Scan unknown resources for copyrights, licenses, emails, and urls.

analyze_scanned_files()

Analyze single file scan results for completeness.

flag_not_analyzed_codebase_resources()

Check for any leftover files for sanity; there should be none.

Scan Codebase

class scanpipe.pipelines.scan_codebase.ScanCodebase

Scan a codebase with ScanCode-toolkit.

If the codebase consists of several packages and dependencies, it will try to resolve and scan those too.

Input files are copied to the project’s codebase/ directory and are extracted in place before running the scan. Alternatively, the code can be manually copied to the project codebase/ directory.

copy_inputs_to_codebase_directory()

Copy input files to the project’s codebase/ directory. The code can also be copied there prior to running the Pipeline.

extract_archives()

Extract archives with extractcode.

collect_and_create_codebase_resources()

Collect and create codebase resources.

scan_for_application_packages()

Scan unknown resources for packages information.

scan_for_files()

Scan unknown resources for copyrights, licenses, emails, and urls.

Scan Codebase Package

class scanpipe.pipelines.scan_codebase_packages.ScanCodebasePackages

Scan a codebase for PURLs without assembling full packages/dependencies.

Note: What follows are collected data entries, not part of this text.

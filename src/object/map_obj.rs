//! The `Map` type: a chained hash map.
//!
//! Buckets live in an `ArraySlots`; each entry is either the small-int 0
//! sentinel or the head of a singly linked chain of bucket nodes carrying
//! `(next, key, value)` slots and the cached key hash in bytes.  Key hashing
//! and equality go through the object protocol, so user-defined keys
//! dispatch methods (and may allocate); every walk therefore keeps its
//! cursor in a rooted stack slot.

use crate::context::{Context, ExecResult, Thrown};
use crate::mem::objmem;
use crate::util::constants::BYTES_IN_WORD;

use super::array_obj::slots as array_slots;
use super::exception_obj;
use super::protocol;
use super::symbol_obj;
use super::type_obj::SizeSpec;
use super::value::{ObjRef, Value};
use super::ObjectMeta;

pub const LAYOUT: (SizeSpec, SizeSpec) = (SizeSpec::Fixed(1), SizeSpec::Fixed(3 * BYTES_IN_WORD));

pub mod node {
    use super::*;

    pub const LAYOUT: (SizeSpec, SizeSpec) =
        (SizeSpec::Fixed(3), SizeSpec::Fixed(BYTES_IN_WORD));

    pub(super) const SLOT_NEXT: usize = 0;
    pub(super) const SLOT_KEY: usize = 1;
    pub(super) const SLOT_VALUE: usize = 2;
}

#[repr(C)]
struct MapObj {
    _meta: ObjectMeta,
    // --- SLOTS ---
    buckets: Value, // ArraySlots
    // --- BYTES ---
    node_count: usize,
    node_count_threshold: usize,
    load_factor: f64,
}

#[repr(C)]
struct MapNodeObj {
    _meta: ObjectMeta,
    // --- SLOTS ---
    next: Value, // node chain, small-int 0 terminated
    key: Value,
    value: Value,
    // --- BYTES ---
    key_hash: usize,
}

// Header (2 words) + 1 slot + 3 bytes-region words.
const_assert!(BYTES_IN_WORD != 8 || std::mem::size_of::<MapObj>() == 6 * 8);

/// Default load factor.
pub const DEFAULT_LOAD_FACTOR: f64 = 0.9;

const BUCKET_COUNT_MIN: usize = 4;

fn bucket_count_for(reserve: usize, load_factor: f64) -> usize {
    (((reserve as f64) / load_factor).ceil() as usize).max(BUCKET_COUNT_MIN)
}

fn threshold_for(bucket_count: usize, load_factor: f64) -> usize {
    (bucket_count as f64 * load_factor) as usize
}

/// Create an empty map.  `load_factor <= 0` selects the default; `reserve`
/// sizes the initial bucket array.
pub fn new(ctx: &mut Context, load_factor: f64, reserve: usize) -> Value {
    let load_factor = if load_factor > 0.0 {
        load_factor
    } else {
        DEFAULT_LOAD_FACTOR
    };
    let bucket_count = bucket_count_for(reserve.max(1), load_factor);
    let buckets = array_slots::new(ctx, bucket_count);
    let t = ctx.stack.alloc_temp(1);
    ctx.stack.set(t, buckets);
    let ty = ctx.globals.type_map.as_obj();
    let obj = ctx.mem.alloc(ty);
    let raw = unsafe { obj.deref::<MapObj>() };
    raw.buckets = ctx.stack.get(t);
    raw.node_count = 0;
    raw.node_count_threshold = threshold_for(bucket_count, load_factor);
    raw.load_factor = load_factor;
    objmem::write_barrier(obj, raw.buckets);
    ctx.stack.free_temp(1);
    Value::from_obj(obj)
}

/// Number of entries.
pub fn length(v: Value) -> usize {
    unsafe { v.as_obj().deref::<MapObj>() }.node_count
}

fn buckets_of(v: Value) -> Value {
    unsafe { v.as_obj().deref::<MapObj>() }.buckets
}

fn node_raw(v: Value) -> &'static mut MapNodeObj {
    unsafe { v.as_obj().deref::<MapNodeObj>() }
}

/// Look up by interned symbol.  Symbol identity makes this allocation-free,
/// which is what the hot method-lookup path needs.
pub fn sym_get(map: ObjRef, sym: Value) -> Option<Value> {
    let hash = symbol_obj::hash(sym);
    let buckets = unsafe { map.deref::<MapObj>() }.buckets;
    let index = hash % array_slots::length(buckets);
    let mut cursor = array_slots::get(buckets, index);
    while !cursor.is_smallint() {
        let node = node_raw(cursor);
        if node.key == sym {
            return Some(node.value);
        }
        cursor = node.next;
    }
    None
}

/// Find the node holding `key` (general protocol walk).  The cursor lives
/// in a temp register because key equality may dispatch user code and
/// collect.  Returns the node as a `Value`.
fn find_node(
    ctx: &mut Context,
    map_slot: usize,
    key_slot: usize,
    hash: usize,
) -> Result<Option<Value>, Thrown> {
    let map = ctx.stack.get(map_slot);
    let buckets = buckets_of(map);
    let index = hash % array_slots::length(buckets);
    let t = ctx.stack.alloc_temp(1);
    ctx.stack.set(t, array_slots::get(buckets, index));
    let result = loop {
        let cursor = ctx.stack.get(t);
        if cursor.is_smallint() {
            break Ok(None);
        }
        let node = node_raw(cursor);
        if node.key_hash == hash {
            let key = ctx.stack.get(key_slot);
            if node.key == key {
                break Ok(Some(cursor));
            }
            // Equality may dispatch user code and collect: `cursor` is dead
            // after this call, the rooted slot `t` is not.
            if protocol::equals(ctx, node.key, key) {
                break Ok(Some(ctx.stack.get(t)));
            }
        }
        let next = node_raw(ctx.stack.get(t)).next;
        ctx.stack.set(t, next);
    };
    ctx.stack.free_temp(1);
    result
}

/// Get the value for the key in `key_slot`.  `Ok(None)` when absent.
pub fn get(ctx: &mut Context, map_slot: usize, key_slot: usize) -> Result<Option<Value>, Thrown> {
    let key = ctx.stack.get(key_slot);
    let hash = protocol::hash(ctx, key)?;
    Ok(find_node(ctx, map_slot, key_slot, hash)?.map(|n| node_raw(n).value))
}

/// Add or update an entry.  Duplicate keys overwrite.  Rehashes (buckets
/// doubled) when the node count has reached the load-factor threshold and
/// the target bucket already collides.
pub fn set(ctx: &mut Context, map_slot: usize, key_slot: usize, val_slot: usize) -> Result<(), Thrown> {
    let key = ctx.stack.get(key_slot);
    let hash = protocol::hash(ctx, key)?;

    if let Some(found) = find_node(ctx, map_slot, key_slot, hash)? {
        let node = found.as_obj();
        node.set_slot(node::SLOT_VALUE, ctx.stack.get(val_slot));
        return Ok(());
    }

    let map = ctx.stack.get(map_slot);
    {
        let raw = unsafe { map.as_obj().deref::<MapObj>() };
        let buckets = raw.buckets;
        let index = hash % array_slots::length(buckets);
        if raw.node_count >= raw.node_count_threshold
            && !array_slots::get(buckets, index).is_smallint()
        {
            let new_count = array_slots::length(buckets) * 2;
            rehash(ctx, map_slot, new_count);
        }
    }

    // Make the node, then splice it in front of its bucket chain.
    let node_ty = ctx.globals.type_map_node.as_obj();
    let node_ref = ctx.mem.alloc(node_ty);
    let map = ctx.stack.get(map_slot); // re-read: the allocation may move things
    let raw = unsafe { map.as_obj().deref::<MapObj>() };
    let buckets = raw.buckets;
    let index = hash % array_slots::length(buckets);
    {
        let node = unsafe { node_ref.deref::<MapNodeObj>() };
        node.next = array_slots::get(buckets, index);
        node.key = ctx.stack.get(key_slot);
        node.value = ctx.stack.get(val_slot);
        node.key_hash = hash;
        objmem::write_barrier_n(node_ref, 0, 3);
    }
    array_slots::set(buckets, index, Value::from_obj(node_ref));
    raw.node_count += 1;
    Ok(())
}

/// Delete an entry.  `Ok(true)` when it existed.
pub fn unset(ctx: &mut Context, map_slot: usize, key_slot: usize) -> Result<bool, Thrown> {
    let key = ctx.stack.get(key_slot);
    let hash = protocol::hash(ctx, key)?;
    let Some(found) = find_node(ctx, map_slot, key_slot, hash)? else {
        return Ok(false);
    };

    // Re-walk the chain to find the predecessor; nothing below allocates.
    let map = ctx.stack.get(map_slot);
    let raw = unsafe { map.as_obj().deref::<MapObj>() };
    let buckets = raw.buckets;
    let index = hash % array_slots::length(buckets);
    let mut cursor = array_slots::get(buckets, index);
    let mut prev: Option<Value> = None;
    while cursor != found {
        debug_assert!(!cursor.is_smallint(), "node vanished from its bucket");
        prev = Some(cursor);
        cursor = node_raw(cursor).next;
    }
    let next = node_raw(found).next;
    match prev {
        Some(p) => p.as_obj().set_slot(node::SLOT_NEXT, next),
        None => array_slots::set(buckets, index, next),
    }
    raw.node_count -= 1;
    Ok(true)
}

/// Redistribute all nodes over `new_bucket_count` buckets.
pub fn rehash(ctx: &mut Context, map_slot: usize, new_bucket_count: usize) {
    let new_bucket_count = new_bucket_count.max(BUCKET_COUNT_MIN);
    let new_buckets = array_slots::new(ctx, new_bucket_count);
    let map = ctx.stack.get(map_slot); // re-read after the allocation
    let raw = unsafe { map.as_obj().deref::<MapObj>() };
    let old_buckets = raw.buckets;
    for i in 0..array_slots::length(old_buckets) {
        let mut cursor = array_slots::get(old_buckets, i);
        while !cursor.is_smallint() {
            let node = node_raw(cursor);
            let next = node.next;
            let index = node.key_hash % new_bucket_count;
            node.next = array_slots::get(new_buckets, index);
            objmem::write_barrier(cursor.as_obj(), node.next);
            array_slots::set(new_buckets, index, cursor);
            cursor = next;
        }
    }
    raw.buckets = new_buckets;
    objmem::write_barrier(map.as_obj(), new_buckets);
    raw.node_count_threshold = threshold_for(new_bucket_count, raw.load_factor);
    trace!("map rehashed to {} buckets", new_bucket_count);
}

/// Visit every entry, in bucket order.  Allocation-free; the callback must
/// not mutate the map.
pub fn for_each_entry<F: FnMut(Value, Value)>(map: ObjRef, mut f: F) {
    let buckets = unsafe { map.deref::<MapObj>() }.buckets;
    for i in 0..array_slots::length(buckets) {
        let mut cursor = array_slots::get(buckets, i);
        while !cursor.is_smallint() {
            let node = node_raw(cursor);
            f(node.key, node.value);
            cursor = node.next;
        }
    }
}

// ----- native methods ----------------------------------------------------

fn throw_key_missing(ctx: &mut Context, key: Value) -> Thrown {
    exception_obj::throw_format(ctx, "key", key, "key not found".to_string())
}

/// `[]`: REG-1 = map, REG-2 = key.  Missing keys raise a key exception.
pub(crate) fn native_get_element(ctx: &mut Context) -> ExecResult {
    let map_slot = ctx.stack.frame() + 1;
    let key_slot = ctx.stack.frame() + 2;
    match get(ctx, map_slot, key_slot)? {
        Some(v) => {
            ctx.stack.set_reg(0, v);
            Ok(())
        }
        None => {
            let key = ctx.stack.get(key_slot);
            Err(throw_key_missing(ctx, key))
        }
    }
}

/// `[]=` / `insert`: REG-1 = map, REG-2 = key, REG-3 = value.
pub(crate) fn native_set_element(ctx: &mut Context) -> ExecResult {
    let map_slot = ctx.stack.frame() + 1;
    let key_slot = ctx.stack.frame() + 2;
    let val_slot = ctx.stack.frame() + 3;
    set(ctx, map_slot, key_slot, val_slot)?;
    let nil = ctx.globals.val_nil;
    ctx.stack.set_reg(0, nil);
    Ok(())
}

/// `remove`: REG-1 = map, REG-2 = key.  Missing keys raise a key exception.
pub(crate) fn native_remove(ctx: &mut Context) -> ExecResult {
    let map_slot = ctx.stack.frame() + 1;
    let key_slot = ctx.stack.frame() + 2;
    if unset(ctx, map_slot, key_slot)? {
        let nil = ctx.globals.val_nil;
        ctx.stack.set_reg(0, nil);
        Ok(())
    } else {
        let key = ctx.stack.get(key_slot);
        Err(throw_key_missing(ctx, key))
    }
}

#[cfg(test)]
mod tests {
    use super::*;
    use crate::object::OBJECT_HEAD_SIZE;
    use memoffset::offset_of;

    // The overlays must line up with the uniform header + slots + bytes
    // layout the collector walks.
    #[test]
    fn overlay_layouts_match_the_object_model() {
        assert_eq!(offset_of!(MapObj, buckets), OBJECT_HEAD_SIZE);
        assert_eq!(offset_of!(MapObj, node_count), OBJECT_HEAD_SIZE + BYTES_IN_WORD);
        assert_eq!(offset_of!(MapNodeObj, next), OBJECT_HEAD_SIZE);
        assert_eq!(
            offset_of!(MapNodeObj, key_hash),
            OBJECT_HEAD_SIZE + 3 * BYTES_IN_WORD
        );
    }

    #[test]
    fn bucket_sizing() {
        assert_eq!(bucket_count_for(0, DEFAULT_LOAD_FACTOR), BUCKET_COUNT_MIN);
        let n = bucket_count_for(100, DEFAULT_LOAD_FACTOR);
        assert!(threshold_for(n, DEFAULT_LOAD_FACTOR) >= 100);
    }
}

This Pipeline is intended for gathering PURL information from a codebase without the overhead of full package assembly.

scan_for_application_packages()

Scan unknown resources for packages information.

Scan Package

class scanpipe.pipelines.scan_package.ScanPackage

Scan a single package archive with ScanCode-toolkit.

The output is a summary of the scan results in JSON format.

get_package_archive_input()

Locate the input package archive in the project’s input/ directory.

collect_archive_information()

Collect and store information about the input archive in the project.

extract_archive_to_codebase_directory()

Extract package archive with extractcode.

run_scancode()

Scan extracted codebase/ content.

load_inventory_from_toolkit_scan()

Process a JSON Scan results to populate codebase resources and packages.

make_summary_from_scan_results()

Build a summary in JSON format from the generated scan results.